Stupid Cancer is a national cancer advocacy, research, and support organization. They work to create shared experiences through live events and digital content that end isolation, build community, provide education, and foster meaningful relationships that last a lifetime. They also hold a large annual conference called CancerCon for Young Adults.
Schooling, Employment & Insurance
There are many resources to help survivors, but it can take some homework to find what you need. In dealing with schooling and employment issues, you should learn about your rights and your school/employer's responsibilities under the law.
If you are attending college, it is important to register with the Office of Disabilities at your school in case any issues related to your cancer therapy arise or for help with management of chronic health conditions while in school. Additional financial aid may also be available for students impacted by cancer.
OncoLink's section on insurance, legal, employment and financial concerns may be helpful. LIVESTRONG Navigation Services (online or 1-855-220-7777) is a free resource that can help you find resources and address financial, employment, insurance and coping concerns. The National Coalition for Cancer Survivorship and the American Cancer Society websites have financial and insurance information for survivors. The Cancer Legal Resource Center provides information on cancer-related legal issues, including insurance coverage, employment and time off, and healthcare and government benefits. Cancer and Careers is a resource for all things employment-related, from time of diagnosis well into survivorship.
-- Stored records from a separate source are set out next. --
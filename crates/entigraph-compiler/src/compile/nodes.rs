//! Node store: one target type per `(name, variant)`.

use entigraph_core::{ArgsId, RegistryError, TypeId, TypeKind, TypeRegistry};
use indexmap::IndexMap;

use super::Variant;
use crate::{Error, Result};

/// Materialized node. Objects and inputs are registry types; argument
/// nodes are bare argument lists owned by the fields that use them.
#[derive(Clone, Copy, PartialEq, Eq, Debug)]
pub enum NodeHandle {
    Object(TypeId),
    Input(TypeId),
    Arguments(ArgsId),
}

impl NodeHandle {
    pub fn variant(self) -> Variant {
        match self {
            Self::Object(_) => Variant::Output,
            Self::Input(_) => Variant::Input,
            Self::Arguments(_) => Variant::Argument,
        }
    }

    pub fn type_id(self) -> Option<TypeId> {
        match self {
            Self::Object(id) | Self::Input(id) => Some(id),
            Self::Arguments(_) => None,
        }
    }

    /// Whether the node's field map already has `key`.
    pub fn has_field(self, registry: &TypeRegistry, key: &str) -> bool {
        match self {
            Self::Object(id) => registry
                .object(id)
                .is_some_and(|o| o.fields.contains_key(key)),
            Self::Input(id) => registry
                .input_object(id)
                .is_some_and(|i| i.fields.contains_key(key)),
            Self::Arguments(id) => registry.arguments(id).contains_key(key),
        }
    }

    pub fn field_count(self, registry: &TypeRegistry) -> usize {
        match self {
            Self::Object(id) => registry.object(id).map_or(0, |o| o.fields.len()),
            Self::Input(id) => registry.input_object(id).map_or(0, |i| i.fields.len()),
            Self::Arguments(id) => registry.arguments(id).len(),
        }
    }
}

/// Get-or-create cache of nodes, in creation order.
#[derive(Debug, Default)]
pub struct NodeStore {
    nodes: IndexMap<String, NodeHandle>,
}

impl NodeStore {
    pub fn new() -> Self {
        Self::default()
    }

    pub fn get(&self, name: &str) -> Option<NodeHandle> {
        self.nodes.get(name).copied()
    }

    /// Node for `name`, created empty on first request.
    ///
    /// Output and input nodes register their type immediately so references
    /// can point at them before any field exists.
    pub fn get_or_create(
        &mut self,
        registry: &mut TypeRegistry,
        name: &str,
        variant: Variant,
    ) -> Result<NodeHandle> {
        if let Some(&node) = self.nodes.get(name) {
            if node.variant() != variant {
                return Err(Error::TypeConflict {
                    name: name.to_owned(),
                    existing: node.variant().label(),
                    requested: variant.label(),
                });
            }
            return Ok(node);
        }

        let node = match variant {
            Variant::Output => match registry.add_object(name, None) {
                Ok(id) => NodeHandle::Object(id),
                Err(err) => return Err(clash(registry, err, variant.label())),
            },
            Variant::Input => match registry.add_input_object(name, None) {
                Ok(id) => NodeHandle::Input(id),
                Err(err) => return Err(clash(registry, err, variant.label())),
            },
            Variant::Argument => NodeHandle::Arguments(registry.add_argument_list()),
        };

        tracing::debug!(name, variant = ?variant, "node created");
        self.nodes.insert(name.to_owned(), node);
        Ok(node)
    }

    pub fn iter(&self) -> impl Iterator<Item = (&str, NodeHandle)> {
        self.nodes.iter().map(|(name, &node)| (name.as_str(), node))
    }

    pub fn len(&self) -> usize {
        self.nodes.len()
    }
}

/// Map a registry name clash to a `TypeConflict`.
pub(crate) fn clash(registry: &TypeRegistry, err: RegistryError, requested: &'static str) -> Error {
    match err {
        RegistryError::DuplicateType { name } => {
            let existing = registry
                .lookup(&name)
                .and_then(|id| registry.kind(id))
                .map_or("type", TypeKind::label);
            Error::TypeConflict {
                name,
                existing,
                requested,
            }
        }
        other => other.into(),
    }
}
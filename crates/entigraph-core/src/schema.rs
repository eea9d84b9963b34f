//! Compiled schema: the type registry plus up to three root types.

use crate::sdl;
use crate::types::{ObjectType, TypeId, TypeRegistry};

/// Output of a compilation run.
///
/// Roots are object types; a schema without any root is valid but useless
/// to an execution layer.
#[derive(Clone, Debug)]
pub struct Schema {
    registry: TypeRegistry,
    query: Option<TypeId>,
    mutation: Option<TypeId>,
    subscription: Option<TypeId>,
}

impl Schema {
    pub fn new(registry: TypeRegistry) -> Self {
        Self {
            registry,
            query: None,
            mutation: None,
            subscription: None,
        }
    }

    pub fn with_query(mut self, id: Option<TypeId>) -> Self {
        self.query = id;
        self
    }

    pub fn with_mutation(mut self, id: Option<TypeId>) -> Self {
        self.mutation = id;
        self
    }

    pub fn with_subscription(mut self, id: Option<TypeId>) -> Self {
        self.subscription = id;
        self
    }

    pub fn registry(&self) -> &TypeRegistry {
        &self.registry
    }

    pub fn query(&self) -> Option<TypeId> {
        self.query
    }

    pub fn mutation(&self) -> Option<TypeId> {
        self.mutation
    }

    pub fn subscription(&self) -> Option<TypeId> {
        self.subscription
    }

    /// Present roots as `(conventional name, id)` pairs.
    pub fn roots(&self) -> impl Iterator<Item = (&'static str, TypeId)> + '_ {
        [
            ("Query", self.query),
            ("Mutation", self.mutation),
            ("Subscription", self.subscription),
        ]
        .into_iter()
        .filter_map(|(name, id)| id.map(|id| (name, id)))
    }

    /// Object type registered under `name`, if any.
    pub fn object(&self, name: &str) -> Option<&ObjectType> {
        self.registry.object(self.registry.lookup(name)?)
    }

    /// Render as schema definition language.
    pub fn sdl(&self, config: &sdl::Config) -> String {
        sdl::Printer::new(self, config.clone()).print()
    }
}
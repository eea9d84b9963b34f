//! Shared pipeline: load a manifest, lower it, compile it.

use std::path::Path;

use entigraph_compiler::{Config, compile_schema_with};
use entigraph_core::Schema;

use crate::manifest::{Manifest, ManifestError, lower};

#[derive(Debug, thiserror::Error)]
pub enum RunError {
    #[error(transparent)]
    Manifest(#[from] ManifestError),

    #[error(transparent)]
    Compile(#[from] entigraph_compiler::Error),
}

/// Compiler options shared by `compile` and `check`.
#[derive(Clone, Copy, Debug)]
pub struct CompileOptions {
    pub private_prefix: char,
    pub allow_empty: bool,
}

impl CompileOptions {
    fn config(self) -> Config {
        Config::new()
            .private_prefix(self.private_prefix)
            .allow_empty_types(self.allow_empty)
    }
}

pub fn compile_manifest(path: &Path, options: CompileOptions) -> Result<Schema, RunError> {
    let manifest = Manifest::load(path)?;
    compile_parsed(&manifest, options)
}

pub fn compile_parsed(manifest: &Manifest, options: CompileOptions) -> Result<Schema, RunError> {
    let lowered = lower(manifest)?;
    let schema = compile_schema_with(&lowered.catalog, &lowered.namespaces, &options.config())?;
    Ok(schema)
}

/// Report a failed run and exit.
pub fn fail(err: &RunError) -> ! {
    eprintln!("error: {}", err);
    std::process::exit(1);
}
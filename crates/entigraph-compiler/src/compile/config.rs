//! Compiler configuration.

/// Configuration for schema compilation.
#[derive(Clone, Debug)]
pub struct Config {
    /// Namespace keys starting with this character are skipped
    pub(crate) private_prefix: char,
    /// Keep object and input types that end up without fields
    pub(crate) allow_empty_types: bool,
}

impl Default for Config {
    fn default() -> Self {
        Self {
            private_prefix: '_',
            allow_empty_types: false,
        }
    }
}

impl Config {
    pub fn new() -> Self {
        Self::default()
    }

    /// Set the marker for private namespace keys.
    pub fn private_prefix(mut self, value: char) -> Self {
        self.private_prefix = value;
        self
    }

    /// Set whether field-less object and input types are accepted.
    pub fn allow_empty_types(mut self, value: bool) -> Self {
        self.allow_empty_types = value;
        self
    }

    pub(crate) fn is_private(&self, key: &str) -> bool {
        key.starts_with(self.private_prefix)
    }
}
//! Accept-loop connection: turns a listening socket into new stream
//! connections handed off to the owning service.
use std::io::{self, Read, Write};
use std::net::{TcpListener, TcpStream};
use std::os::unix::io::{AsRawFd, RawFd};
use std::os::unix::net::{UnixListener, UnixStream};

use tracing::{error, trace};

use crate::connection::{Connection, ConnectionState, Interest};
use crate::error::{Error, Result};

/// A listening socket type paired with the stream type `accept` produces.
pub trait Listen: AsRawFd {
    /// The connection type handed to a newly accepted peer.
    type Stream: Read + Write + AsRawFd;

    /// Accept one pending connection, returning the stream and a
    /// diagnostic description of the peer.
    fn accept(&self) -> io::Result<(Self::Stream, String)>;
}

impl Listen for TcpListener {
    type Stream = TcpStream;

    fn accept(&self) -> io::Result<(TcpStream, String)> {
        let (stream, addr) = TcpListener::accept(self)?;
        stream.set_nonblocking(true)?;
        Ok((stream, addr.to_string()))
    }
}

impl Listen for UnixListener {
    type Stream = UnixStream;

    fn accept(&self) -> io::Result<(UnixStream, String)> {
        let (stream, addr) = UnixListener::accept(self)?;
        stream.set_nonblocking(true)?;
        let desc = addr
            .as_pathname()
            .map(|p| p.display().to_string())
            .unwrap_or_else(|| "<unnamed>".to_string());
        Ok((stream, desc))
    }
}

/// Notified of each connection a [`Listener`] accepts.
pub trait AcceptHandler<S> {
    /// Wrap and register `stream` however the service sees fit.
    fn on_accept(&mut self, stream: S, peer: String) -> Result<()>;
}

/// Owns a listening socket and hands off accepted connections.
pub struct Listener<L: Listen> {
    state: ConnectionState,
    listener: L,
    handler: Box<dyn AcceptHandler<L::Stream>>,
}

impl<L: Listen> Listener<L> {
    /// Wrap an already-bound, already-nonblocking listening socket.
    pub fn new(name: impl Into<String>, listener: L, handler: Box<dyn AcceptHandler<L::Stream>>) -> Self {
        Self {
            state: ConnectionState::new(name),
            listener,
            handler,
        }
    }
}

impl<L: Listen> Connection for Listener<L> {
    fn state(&self) -> &ConnectionState {
        &self.state
    }

    fn state_mut(&mut self) -> &mut ConnectionState {
        &mut self.state
    }

    fn is_listener(&self) -> bool {
        true
    }

    fn socket(&self) -> RawFd {
        self.listener.as_raw_fd()
    }

    fn events(&self) -> Interest {
        Interest::READ
    }

    fn process_accept(&mut self) -> Result<()> {
        loop {
            match self.listener.accept() {
                Ok((stream, peer)) => {
                    trace!(target: "reactor::listener", "{}: accepted {peer}", self.state.name());
                    if let Err(e) = self.handler.on_accept(stream, peer) {
                        error!(target: "reactor::listener", "{}: accept handler failed: {e}", self.state.name());
                    }
                }
                Err(e) if e.kind() == io::ErrorKind::WouldBlock => break,
                Err(e) => return Err(Error::Io(e)),
            }
        }
        Ok(())
    }
}

/// Bind a non-blocking TCP listener.
pub fn listen_tcp(addr: std::net::SocketAddr) -> Result<TcpListener> {
    let listener = TcpListener::bind(addr).map_err(Error::Io)?;
    listener.set_nonblocking(true).map_err(Error::Io)?;
    Ok(listener)
}

/// Bind a non-blocking Unix stream listener, removing a stale socket file
/// at `path` first if one exists.
pub fn listen_unix(path: impl AsRef<std::path::Path>) -> Result<UnixListener> {
    let path = path.as_ref();
    if path.exists() {
        std::fs::remove_file(path).map_err(Error::Io)?;
    }
    let listener = UnixListener::bind(path).map_err(Error::Io)?;
    listener.set_nonblocking(true).map_err(Error::Io)?;
    Ok(listener)
}

#[cfg(test)]
mod tests {
    use super::*;
    use std::cell::RefCell;
    use std::rc::Rc;

    struct Counter(Rc<RefCell<u32>>);
    impl AcceptHandler<TcpStream> for Counter {
        fn on_accept(&mut self, _stream: TcpStream, _peer: String) -> Result<()> {
            *self.0.borrow_mut() += 1;
            Ok(())
        }
    }

    #[test]
    fn accepts_pending_connections_until_would_block() {
        let listener = listen_tcp("127.0.0.1:0".parse().unwrap()).unwrap();
        let addr = listener.local_addr().unwrap();

        let _c1 = TcpStream::connect(addr).unwrap();
        let _c2 = TcpStream::connect(addr).unwrap();

        let count = Rc::new(RefCell::new(0));
        let mut conn = Listener::new("l", listener, Box::new(Counter(count.clone())));

        // Give the kernel a moment to complete the handshake backlog.
        std::thread::sleep(std::time::Duration::from_millis(20));
        conn.process_accept().unwrap();
        assert_eq!(*count.borrow(), 2);
    }
}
Other resources that might be useful include:
Fertility, Sexuality & Relationships
Personal issues related to sexuality or fertility can be emotionally draining, and can interfere with personal relationships at a time when you need them most. OncoLink's section on fertility & sexuality may be helpful. Organizations such as the Oncofertility Consortium and Resolve can help with fertility issues. The American Cancer Society provides fertility and sexuality resources. Your oncology team can recommend local counseling services if needed. CancerCare offers free counseling services by phone and online.